Mais les structures économiques actuelles mettent déjà ce contrat à rude épreuve. Dans ce pays, « le rêve » a été freiné par la « norme » du financement par emprunt et par les poches de richesse héritées. Les niches fiscales, les mandats, les restrictions et les systèmes truqués du capitalisme d'entreprise ont rendu le chemin vers la prospérité plus étroit, plus escarpé et plus fermé. 

Les infrastructures modifient discrètement les règles et les objectifs, permettant à ceux qui possèdent un capital (souvent immérité) de le faire fructifier sans effort, tandis que ceux qui n'en possèdent pas s'enfoncent encore davantage – lentement et progressivement, sans que cela ne soit remarqué, comme la grenouille dans l'eau qui se réchauffe. On érige ainsi un échafaudage qui facilite l'ascension des riches et complique l'accès des plus démunis, tout en occultant les machinations et en brouillant l'opinion publique. 
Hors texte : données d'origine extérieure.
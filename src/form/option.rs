use std::{collections::HashMap, fmt};

use crate::{
    form::depends::{DependencyGroup, Expected},
    storage::Value,
};

/// How an option behaves when it is parsed and displayed.
#[derive(Debug, Clone, PartialEq, Eq)]
pub enum OptionKind {
    /// A plain value, optionally offering choices.
    Value,
    /// A value that must be one of the declared choices.
    List,
    /// A list of values. An empty list counts as empty.
    DynamicList,
    /// A checkbox storing one of two strings.
    Flag {
        /// Stored when checked.
        enabled: String,
        /// Stored when unchecked. Also the default.
        disabled: String,
    },
    /// A value that is never displayed.
    Hidden,
    /// A display-only field that never touches the store.
    Dummy,
}

impl OptionKind {
    /// A flag storing `1` and `0`.
    #[must_use]
    pub fn flag() -> Self {
        Self::Flag {
            enabled: "1".to_string(),
            disabled: "0".to_string(),
        }
    }
}

/// A custom validation hook, called with the record and the live value.
pub type Validator = Box<dyn Fn(&str, Option<&Value>) -> Result<(), String>>;

/// The store location an option reads and writes for one record.
#[derive(Debug, Clone, PartialEq, Eq, Hash)]
pub struct Target {
    /// The configuration.
    pub config: String,
    /// The record.
    pub record: String,
    /// The attribute.
    pub attribute: String,
}

impl fmt::Display for Target {
    fn fmt(&self, f: &mut fmt::Formatter<'_>) -> fmt::Result {
        write!(f, "{}.{}.{}", self.config, self.record, self.attribute)
    }
}

/// Binds one attribute of each governed record to a form field.
pub struct FormOption {
    name: String,
    title: String,
    kind: OptionKind,
    tab: Option<String>,

    config: Option<String>,
    record: Option<String>,
    attribute: Option<String>,

    depends: Vec<DependencyGroup>,
    conditional_defaults: Vec<(Value, Vec<DependencyGroup>)>,
    default: Option<Value>,
    choices: Vec<(String, String)>,

    rmempty: bool,
    optional: bool,
    retain: bool,
    forcewrite: bool,
    readonly: bool,

    validator: Option<Validator>,

    stored: HashMap<String, Value>,
    effective_defaults: HashMap<String, Option<Value>>,
}

impl fmt::Debug for FormOption {
    fn fmt(&self, f: &mut fmt::Formatter<'_>) -> fmt::Result {
        f.debug_struct("FormOption")
            .field("name", &self.name)
            .field("kind", &self.kind)
            .field("tab", &self.tab)
            .field("config", &self.config)
            .field("record", &self.record)
            .field("attribute", &self.attribute)
            .field("depends", &self.depends)
            .field("default", &self.default)
            .field("rmempty", &self.rmempty)
            .field("optional", &self.optional)
            .field("retain", &self.retain)
            .field("forcewrite", &self.forcewrite)
            .finish_non_exhaustive()
    }
}

impl FormOption {
    /// Creates an option bound to the attribute `name`.
    #[must_use]
    pub fn new(kind: OptionKind, name: impl Into<String>, title: impl Into<String>) -> Self {
        let default = match &kind {
            OptionKind::Flag { disabled, .. } => Some(Value::Text(disabled.clone())),
            _ => None,
        };

        Self {
            name: name.into(),
            title: title.into(),
            kind,
            tab: None,
            config: None,
            record: None,
            attribute: None,
            depends: Vec::new(),
            conditional_defaults: Vec::new(),
            default,
            choices: Vec::new(),
            rmempty: true,
            optional: false,
            retain: false,
            forcewrite: false,
            readonly: false,
            validator: None,
            stored: HashMap::new(),
            effective_defaults: HashMap::new(),
        }
    }

    /// The option name, unique within its section.
    #[must_use]
    pub fn name(&self) -> &str {
        &self.name
    }

    /// The title, falling back to the name when the title is blank.
    #[must_use]
    pub fn title(&self) -> &str {
        let title = self.title.trim();
        if title.is_empty() { self.name.as_str() } else { title }
    }

    /// The option kind.
    #[must_use]
    pub const fn kind(&self) -> &OptionKind {
        &self.kind
    }

    /// The tab the option is placed on.
    #[must_use]
    pub fn tab(&self) -> Option<&str> {
        self.tab.as_deref()
    }

    pub(crate) fn set_tab(&mut self, tab: impl Into<String>) {
        self.tab = Some(tab.into());
    }

    /// Reads and writes another configuration than the section's.
    pub fn config(&mut self, config: impl Into<String>) -> &mut Self {
        self.config = Some(config.into());
        self
    }

    /// Reads and writes a fixed record instead of the governed one.
    pub fn record(&mut self, record: impl Into<String>) -> &mut Self {
        self.record = Some(record.into());
        self
    }

    /// Reads and writes another attribute than the option name.
    pub fn attribute(&mut self, attribute: impl Into<String>) -> &mut Self {
        self.attribute = Some(attribute.into());
        self
    }

    /// The configuration override, if any.
    #[must_use]
    pub fn config_override(&self) -> Option<&str> {
        self.config.as_deref()
    }

    /// The record override, if any.
    #[must_use]
    pub fn record_override(&self) -> Option<&str> {
        self.record.as_deref()
    }

    /// Resolves the store location for a governed record.
    ///
    /// `config` is the section's configuration; overrides on the option take
    /// precedence.
    #[must_use]
    pub fn target(&self, config: &str, record: &str) -> Target {
        Target {
            config: self.config.as_deref().unwrap_or(config).to_string(),
            record: self.record.as_deref().unwrap_or(record).to_string(),
            attribute: self.attribute.as_deref().unwrap_or(&self.name).to_string(),
        }
    }

    /// Adds a dependency group with a single condition.
    ///
    /// Each call adds an alternative: the option is active if any group is
    /// satisfied.
    pub fn depends(&mut self, path: &str, expected: impl Into<Expected>) -> &mut Self {
        self.depends_on(DependencyGroup::new().when(path, expected))
    }

    /// Adds a dependency group.
    pub fn depends_on(&mut self, group: DependencyGroup) -> &mut Self {
        if !group.is_empty() {
            self.depends.push(group);
        }
        self
    }

    /// The declared dependency groups.
    #[must_use]
    pub fn dependencies(&self) -> &[DependencyGroup] {
        &self.depends
    }

    /// Sets the default value.
    pub fn default_value(&mut self, value: impl Into<Value>) -> &mut Self {
        self.default = Some(value.into());
        self
    }

    /// Declares a default that applies while `groups` are satisfied.
    ///
    /// Entries are tried in declaration order. An entry without groups is
    /// the fallback.
    pub fn default_when(&mut self, value: impl Into<Value>, groups: Vec<DependencyGroup>) -> &mut Self {
        self.conditional_defaults.push((value.into(), groups));
        self
    }

    pub(crate) fn conditional_defaults(&self) -> &[(Value, Vec<DependencyGroup>)] {
        &self.conditional_defaults
    }

    /// The default for a record: the conditional default chosen by the last
    /// dependency check, else the declared default.
    #[must_use]
    pub fn default_for(&self, record: &str) -> Option<Value> {
        match self.effective_defaults.get(record) {
            Some(chosen) => chosen.clone(),
            None => self.default.clone(),
        }
    }

    pub(crate) fn set_effective_default(&mut self, record: &str, value: Option<Value>) {
        self.effective_defaults.insert(record.to_string(), value);
    }

    /// Offers a choice. The caption is shown to users; the key is stored.
    pub fn value(&mut self, key: impl Into<String>, caption: impl Into<String>) -> &mut Self {
        self.choices.push((key.into(), caption.into()));
        self
    }

    /// The offered choices as `(key, caption)` pairs.
    #[must_use]
    pub fn choices(&self) -> &[(String, String)] {
        &self.choices
    }

    /// The keys a value is restricted to, for kinds that restrict it.
    #[must_use]
    pub fn allowed_choices(&self) -> Option<Vec<String>> {
        match self.kind {
            OptionKind::List if !self.choices.is_empty() => {
                Some(self.choices.iter().map(|(key, _)| key.clone()).collect())
            }
            _ => None,
        }
    }

    /// Whether an empty value deletes the attribute instead of failing.
    /// Defaults to `true`.
    pub const fn rmempty(&mut self, rmempty: bool) -> &mut Self {
        self.rmempty = rmempty;
        self
    }

    /// Whether the option may be left empty.
    pub const fn optional(&mut self, optional: bool) -> &mut Self {
        self.optional = optional;
        self
    }

    /// Whether the stored value survives the option becoming inactive.
    pub const fn retain(&mut self, retain: bool) -> &mut Self {
        self.retain = retain;
        self
    }

    /// Whether the value is written even when unchanged.
    pub const fn forcewrite(&mut self, forcewrite: bool) -> &mut Self {
        self.forcewrite = forcewrite;
        self
    }

    /// Renders the field read-only.
    pub const fn readonly(&mut self, readonly: bool) -> &mut Self {
        self.readonly = readonly;
        self
    }

    /// Attaches a custom validation hook.
    pub fn validate(&mut self, validator: Validator) -> &mut Self {
        self.validator = Some(validator);
        self
    }

    pub(crate) const fn may_be_empty(&self) -> bool {
        self.rmempty || self.optional
    }

    pub(crate) const fn retains(&self) -> bool {
        self.retain
    }

    pub(crate) const fn forces_write(&self) -> bool {
        self.forcewrite
    }

    pub(crate) const fn is_readonly(&self) -> bool {
        self.readonly
    }

    pub(crate) fn check(&self, record: &str, value: Option<&Value>) -> Result<(), String> {
        self.validator
            .as_ref()
            .map_or(Ok(()), |validator| validator(record, value))
    }

    /// The value known to the store for a record, as of the last load.
    #[must_use]
    pub fn stored_value(&self, record: &str) -> Option<&Value> {
        self.stored.get(record)
    }

    pub(crate) fn clear_stored(&mut self) {
        self.stored.clear();
        self.effective_defaults.clear();
    }

    pub(crate) fn cache_stored(&mut self, record: &str, value: Option<Value>) {
        match value {
            Some(value) => self.stored.insert(record.to_string(), value),
            None => self.stored.remove(record),
        };
    }

    /// The value shown to users: the stored value, else the default.
    ///
    /// Lists are joined with spaces and flags read `Yes` or `No`. Hidden
    /// options display nothing.
    #[must_use]
    pub fn display_value(&self, record: &str) -> Option<String> {
        let value = self
            .stored_value(record)
            .cloned()
            .or_else(|| self.default_for(record));

        match &self.kind {
            OptionKind::Hidden => None,
            OptionKind::Flag { enabled, .. } => {
                let checked = value.as_ref().and_then(Value::as_text) == Some(enabled.as_str());
                Some(if checked { "Yes" } else { "No" }.to_string())
            }
            _ => value.map(|value| value.to_string()),
        }
    }
}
La plupart des gens en ont une vague idée, mais mécaniquement, cela reste intangible et incompréhensible ; c'est une détermination instinctive du déséquilibre. Bien que pas totalement insoutenable (encore), cette disparité suscite une certaine agitation, peut-être imperceptible au début, à des niveaux inférieurs à ceux de la hiérarchie. Mais ce déséquilibre ne se contente pas de saper l'équité : il attise le ressentiment. 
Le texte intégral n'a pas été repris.